--- Work request ---
This task calls for copying every line of the records that includes the word "stack".
*** Dataset records ***
//! Wire protocol shared by both ends of the channel.
//!
//! Every message is an [`Envelope`]: a tagged union of request, response and
//! error variants. All three carry a correlation `id`, an optional routing
//! `instanceId`, and a creation timestamp in epoch milliseconds. Envelopes travel
//! as JSON values; field names are camelCase and absent optionals are omitted.

use std::fmt;
use std::str::FromStr;
use std::time::{SystemTime, UNIX_EPOCH};

use serde::{Deserialize, Serialize};
use serde_json::Value;

use crate::error::{Result, TransportError};
use crate::headers::Headers;

/// HTTP status codes an envelope may carry.
pub const ALLOWED_STATUS_CODES: [u16; 23] = [
    200, 201, 202, 204, 301, 302, 304, 400, 401, 403, 404, 405, 408, 409, 413, 415, 422, 429,
    500, 501, 502, 503, 504,
];

/// Status used by error envelopes when none is given.
pub const DEFAULT_ERROR_STATUS: u16 = 500;

/// Returns true if `status` is in [`ALLOWED_STATUS_CODES`].
pub fn is_allowed_status(status: u16) -> bool {
    ALLOWED_STATUS_CODES.contains(&status)
}

/// Canonical reason phrase for an allowed status.
pub fn reason_phrase(status: u16) -> &'static str {
    match status {
        200 => "OK",
        201 => "Created",
        202 => "Accepted",
        204 => "No Content",
        301 => "Moved Permanently",
        302 => "Found",
        304 => "Not Modified",
        400 => "Bad Request",
        401 => "Unauthorized",
        403 => "Forbidden",
        404 => "Not Found",
        405 => "Method Not Allowed",
        408 => "Request Timeout",
        409 => "Conflict",
        413 => "Payload Too Large",
        415 => "Unsupported Media Type",
        422 => "Unprocessable Entity",
        429 => "Too Many Requests",
        500 => "Internal Server Error",
        501 => "Not Implemented",
        502 => "Bad Gateway",
        503 => "Service Unavailable",
        504 => "Gateway Timeout",
        _ => "Unknown",
    }
}

/// Current wall-clock time in milliseconds since the UNIX epoch.
pub fn now_ms() -> u64 {
    SystemTime::now()
        .duration_since(UNIX_EPOCH)
        .unwrap_or_default()
        .as_millis() as u64
}

/// Request methods understood by the protocol.
#[derive(Debug, Clone, Copy, Default, PartialEq, Eq, Hash, Serialize, Deserialize)]
#[serde(rename_all = "UPPERCASE")]
pub enum Method {
    #[default]
    Get,
    Post,
    Put,
    Delete,
    Patch,
    Head,
    Options,
}

impl Method {
    pub fn as_str(&self) -> &'static str {
        match self {
            Method::Get => "GET",
            Method::Post => "POST",
            Method::Put => "PUT",
            Method::Delete => "DELETE",
            Method::Patch => "PATCH",
            Method::Head => "HEAD",
            Method::Options => "OPTIONS",
        }
    }
}

impl fmt::Display for Method {
    fn fmt(&self, f: &mut fmt::Formatter<'_>) -> fmt::Result {
        f.write_str(self.as_str())
    }
}

impl FromStr for Method {
    type Err = TransportError;

    fn from_str(s: &str) -> Result<Self> {
        match s.to_ascii_uppercase().as_str() {
            "GET" => Ok(Method::Get),
            "POST" => Ok(Method::Post),
            "PUT" => Ok(Method::Put),
            "DELETE" => Ok(Method::Delete),
            "PATCH" => Ok(Method::Patch),
            "HEAD" => Ok(Method::Head),
            "OPTIONS" => Ok(Method::Options),
            other => Err(TransportError::MalformedMessage {
                reason: format!("unknown method {other}"),
            }),
        }
    }
}

/// Discriminant of an [`Envelope`].
#[derive(Debug, Clone, Copy, PartialEq, Eq)]
pub enum EnvelopeKind {
    Request,
    Response,
    Error,
}

/// A request travelling from a client to a server.
#[derive(Debug, Clone, PartialEq, Serialize, Deserialize)]
#[serde(rename_all = "camelCase")]
pub struct RequestEnvelope {
    pub id: String,
    #[serde(default, skip_serializing_if = "Option::is_none")]
    pub instance_id: Option<String>,
    #[serde(default)]
    pub timestamp: u64,
    pub method: Method,
    pub url: String,
    #[serde(default)]
    pub headers: Headers,
    #[serde(default, skip_serializing_if = "Option::is_none")]
    pub body: Option<Value>,
}

impl RequestEnvelope {
    /// Creates a request stamped with the current time.
    pub fn new(id: impl Into<String>, method: Method, url: impl Into<String>) -> Self {
        Self {
            id: id.into(),
            instance_id: None,
            timestamp: now_ms(),
            method,
            url: url.into(),
            headers: Headers::new(),
            body: None,
        }
    }

    pub fn with_instance_id(mut self, instance_id: Option<String>) -> Self {
        self.instance_id = instance_id;
        self
    }

    pub fn with_headers(mut self, headers: Headers) -> Self {
        self.headers = headers;
        self
    }

    pub fn with_body(mut self, body: Option<Value>) -> Self {
        self.body = body;
        self
    }
}

/// A successful answer to a request.
#[derive(Debug, Clone, PartialEq, Serialize, Deserialize)]
#[serde(rename_all = "camelCase")]
pub struct ResponseEnvelope {
    pub id: String,
    #[serde(default, skip_serializing_if = "Option::is_none")]
    pub instance_id: Option<String>,
    #[serde(default)]
    pub timestamp: u64,
    pub status: u16,
    #[serde(default)]
    pub headers: Headers,
    #[serde(default, skip_serializing_if = "Option::is_none")]
    pub body: Option<Value>,
}

impl ResponseEnvelope {
    /// Creates a response stamped with the current time.
    pub fn new(id: impl Into<String>, status: u16) -> Self {
        Self {
            id: id.into(),
            instance_id: None,
            timestamp: now_ms(),
            status,
            headers: Headers::new(),
            body: None,
        }
    }

    pub fn with_instance_id(mut self, instance_id: Option<String>) -> Self {
        self.instance_id = instance_id;
        self
    }

    pub fn with_headers(mut self, headers: Headers) -> Self {
        self.headers = headers;
        self
    }

    pub fn with_body(mut self, body: Option<Value>) -> Self {
        self.body = body;
        self
    }
}

fn default_error_status() -> u16 {
    DEFAULT_ERROR_STATUS
}

/// A failed answer to a request.
#[derive(Debug, Clone, PartialEq, Serialize, Deserialize)]
#[serde(rename_all = "camelCase")]
pub struct ErrorEnvelope {
    pub id: String,
    #[serde(default, skip_serializing_if = "Option::is_none")]
    pub instance_id: Option<String>,
    #[serde(default)]
    pub timestamp: u64,
    pub error: String,
    #[serde(default = "default_error_status")]
    pub status: u16,
    #[serde(default, skip_serializing_if = "Option::is_none")]
    pub stack: Option<String>,
}

impl ErrorEnvelope {
    /// Creates an error envelope stamped with the current time.
    pub fn new(id: impl Into<String>, status: u16, error: impl Into<String>) -> Self {
        Self {
            id: id.into(),
            instance_id: None,
            timestamp: now_ms(),
            error: error.into(),
            status,
            stack: None,
        }
    }

    /// Builds the error envelope answering request `id` for a local failure.
    pub fn from_error(id: impl Into<String>, err: &TransportError) -> Self {
        let status = err.status();
        let status = if is_allowed_status(status) {
            status
        } else {
            DEFAULT_ERROR_STATUS
        };
        Self::new(id, status, err.to_string())
    }

    pub fn with_instance_id(mut self, instance_id: Option<String>) -> Self {
        self.instance_id = instance_id;
        self
    }

    pub fn with_stack(mut self, stack: Option<String>) -> Self {
        self.stack = stack;
        self
    }
}

/// One discrete message on the channel.
#[derive(Debug, Clone, PartialEq, Serialize, Deserialize)]
#[serde(tag = "type", rename_all = "lowercase")]
pub enum Envelope {
    Request(RequestEnvelope),
    Response(ResponseEnvelope),
    Error(ErrorEnvelope),
}

impl Envelope {
    pub fn kind(&self) -> EnvelopeKind {
        match self {
            Envelope::Request(_) => EnvelopeKind::Request,
            Envelope::Response(_) => EnvelopeKind::Response,
            Envelope::Error(_) => EnvelopeKind::Error,
        }
    }

    /// Correlation id.
    pub fn id(&self) -> &str {
        match self {
            Envelope::Request(r) => &r.id,
            Envelope::Response(r) => &r.id,
            Envelope::Error(e) => &e.id,
        }
    }

    /// Routing instance id, if tagged.
    pub fn instance_id(&self) -> Option<&str> {
        match self {
            Envelope::Request(r) => r.instance_id.as_deref(),
            Envelope::Response(r) => r.instance_id.as_deref(),
            Envelope::Error(e) => e.instance_id.as_deref(),
        }
    }

    pub fn timestamp(&self) -> u64 {
        match self {
            Envelope::Request(r) => r.timestamp,
            Envelope::Response(r) => r.timestamp,
            Envelope::Error(e) => e.timestamp,
        }
    }

    /// Checks the invariants deserialization alone cannot express.
    pub fn validate(&self) -> Result<()> {
        if self.id().is_empty() {
            return Err(TransportError::MalformedMessage {
                reason: "empty correlation id".to_string(),
            });
        }
        match self {
            Envelope::Request(r) if r.url.is_empty() => Err(TransportError::MalformedMessage {
                reason: "request without url".to_string(),
            }),
            Envelope::Response(r) if !is_allowed_status(r.status) => {
                Err(TransportError::InvalidStatus(r.status))
            }
            Envelope::Error(e) if !is_allowed_status(e.status) => {
                Err(TransportError::InvalidStatus(e.status))
            }
            _ => Ok(()),
        }
    }

    /// Decodes and validates a channel message.
    pub fn from_value(message: Value) -> Result<Self> {
        let envelope: Envelope =
            serde_json::from_value(message).map_err(|e| TransportError::MalformedMessage {
                reason: e.to_string(),
            })?;
        envelope.validate()?;
        Ok(envelope)
    }

    /// Encodes the envelope as a channel message.
    pub fn to_value(&self) -> Result<Value> {
        Ok(serde_json::to_value(self)?)
    }

    /// Size of the envelope's JSON encoding in bytes.
    pub fn encoded_len(&self) -> Result<usize> {
        Ok(serde_json::to_vec(self)?.len())
    }
}

impl From<RequestEnvelope> for Envelope {
    fn from(r: RequestEnvelope) -> Self {
        Envelope::Request(r)
    }
}

impl From<ResponseEnvelope> for Envelope {
    fn from(r: ResponseEnvelope) -> Self {
        Envelope::Response(r)
    }
}

impl From<ErrorEnvelope> for Envelope {
    fn from(e: ErrorEnvelope) -> Self {
        Envelope::Error(e)
    }
}

/// Encoded size of a message already in channel form.
pub fn message_len(message: &Value) -> usize {
    serde_json::to_vec(message).map(|v| v.len()).unwrap_or(0)
}

#[cfg(test)]
mod tests {
    use super::*;
    use serde_json::json;

    #[test]
    fn test_request_wire_shape() {
        let mut headers = Headers::new();
        headers.insert("Accept", "application/json");
        let req = RequestEnvelope::new("req-1", Method::Post, "/api/users?page=2")
            .with_instance_id(Some("server_A".to_string()))
            .with_headers(headers)
            .with_body(Some(json!({"name": "Alice"})));
        let value = Envelope::from(req).to_value().unwrap();

        assert_eq!(value["type"], "request");
        assert_eq!(value["id"], "req-1");
        assert_eq!(value["instanceId"], "server_A");
        assert_eq!(value["method"], "POST");
        assert_eq!(value["url"], "/api/users?page=2");
        assert_eq!(value["headers"]["accept"], "application/json");
        assert_eq!(value["body"]["name"], "Alice");
    }

    #[test]
    fn test_optional_fields_omitted() {
        let value = Envelope::from(ResponseEnvelope::new("r", 204))
            .to_value()
            .unwrap();
        assert!(value.get("instanceId").is_none());
        assert!(value.get("body").is_none());
    }

    #[test]
    fn test_decode_response() {
        let env = Envelope::from_value(json!({
            "type": "response",
            "id": "abc",
            "instanceId": "client_1",
            "timestamp": 17,
            "status": 201,
            "headers": {"Content-Type": "application/json"},
            "body": {"ok": true}
        }))
        .unwrap();
        assert_eq!(env.kind(), EnvelopeKind::Response);
        assert_eq!(env.id(), "abc");
        assert_eq!(env.instance_id(), Some("client_1"));
        assert_eq!(env.timestamp(), 17);
        match env {
            Envelope::Response(r) => {
                assert_eq!(r.status, 201);
                assert_eq!(r.headers.get("content-type"), Some("application/json"));
                assert_eq!(r.body, Some(json!({"ok": true})));
            }
            other => panic!("unexpected envelope {other:?}"),
        }
    }

    #[test]
    fn test_error_status_defaults_to_500() {
        let env = Envelope::from_value(json!({"type": "error", "id": "x", "error": "boom"})).unwrap();
        match env {
            Envelope::Error(e) => {
                assert_eq!(e.status, 500);
                assert_eq!(e.error, "boom");
                assert!(e.stack.is_none());
            }
            other => panic!("unexpected envelope {other:?}"),
        }
    }

    #[test]
    fn test_malformed_messages_rejected() {
        assert!(Envelope::from_value(json!("hello")).is_err());
        assert!(Envelope::from_value(json!({"type": "ping", "id": "1"})).is_err());
        assert!(Envelope::from_value(json!({"type": "request", "id": "1", "method": "BREW", "url": "/"})).is_err());
        assert!(Envelope::from_value(json!({"type": "request", "id": "", "method": "GET", "url": "/"})).is_err());
        assert!(Envelope::from_value(json!({"type": "request", "id": "1", "method": "GET", "url": ""})).is_err());

        let bad_status = Envelope::from_value(json!({"type": "response", "id": "1", "status": 299}));
        assert!(matches!(bad_status, Err(TransportError::InvalidStatus(299))));
    }

    #[test]
    fn test_method_parse_and_display() {
        assert_eq!("patch".parse::<Method>().unwrap(), Method::Patch);
        assert_eq!(Method::Options.to_string(), "OPTIONS");
        assert!("TRACE".parse::<Method>().is_err());
    }

    #[test]
    fn test_error_envelope_from_local_error() {
        let err = TransportError::HandlerError {
            message: "exploded".to_string(),
        };
        let env = ErrorEnvelope::from_error("id-9", &err);
        assert_eq!(env.status, 500);
        assert_eq!(env.error, "handler error: exploded");
    }

    #[test]
    fn test_allowed_statuses() {
        for status in ALLOWED_STATUS_CODES {
            assert!(is_allowed_status(status));
            assert_ne!(reason_phrase(status), "Unknown");
        }
        assert!(!is_allowed_status(418));
    }
}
*** End of Dataset records ***
--- Task output ---
    pub stack: Option<String>,
            stack: None,
    pub fn with_stack(mut self, stack: Option<String>) -> Self {
        self.stack = stack;
                assert!(e.stack.is_none());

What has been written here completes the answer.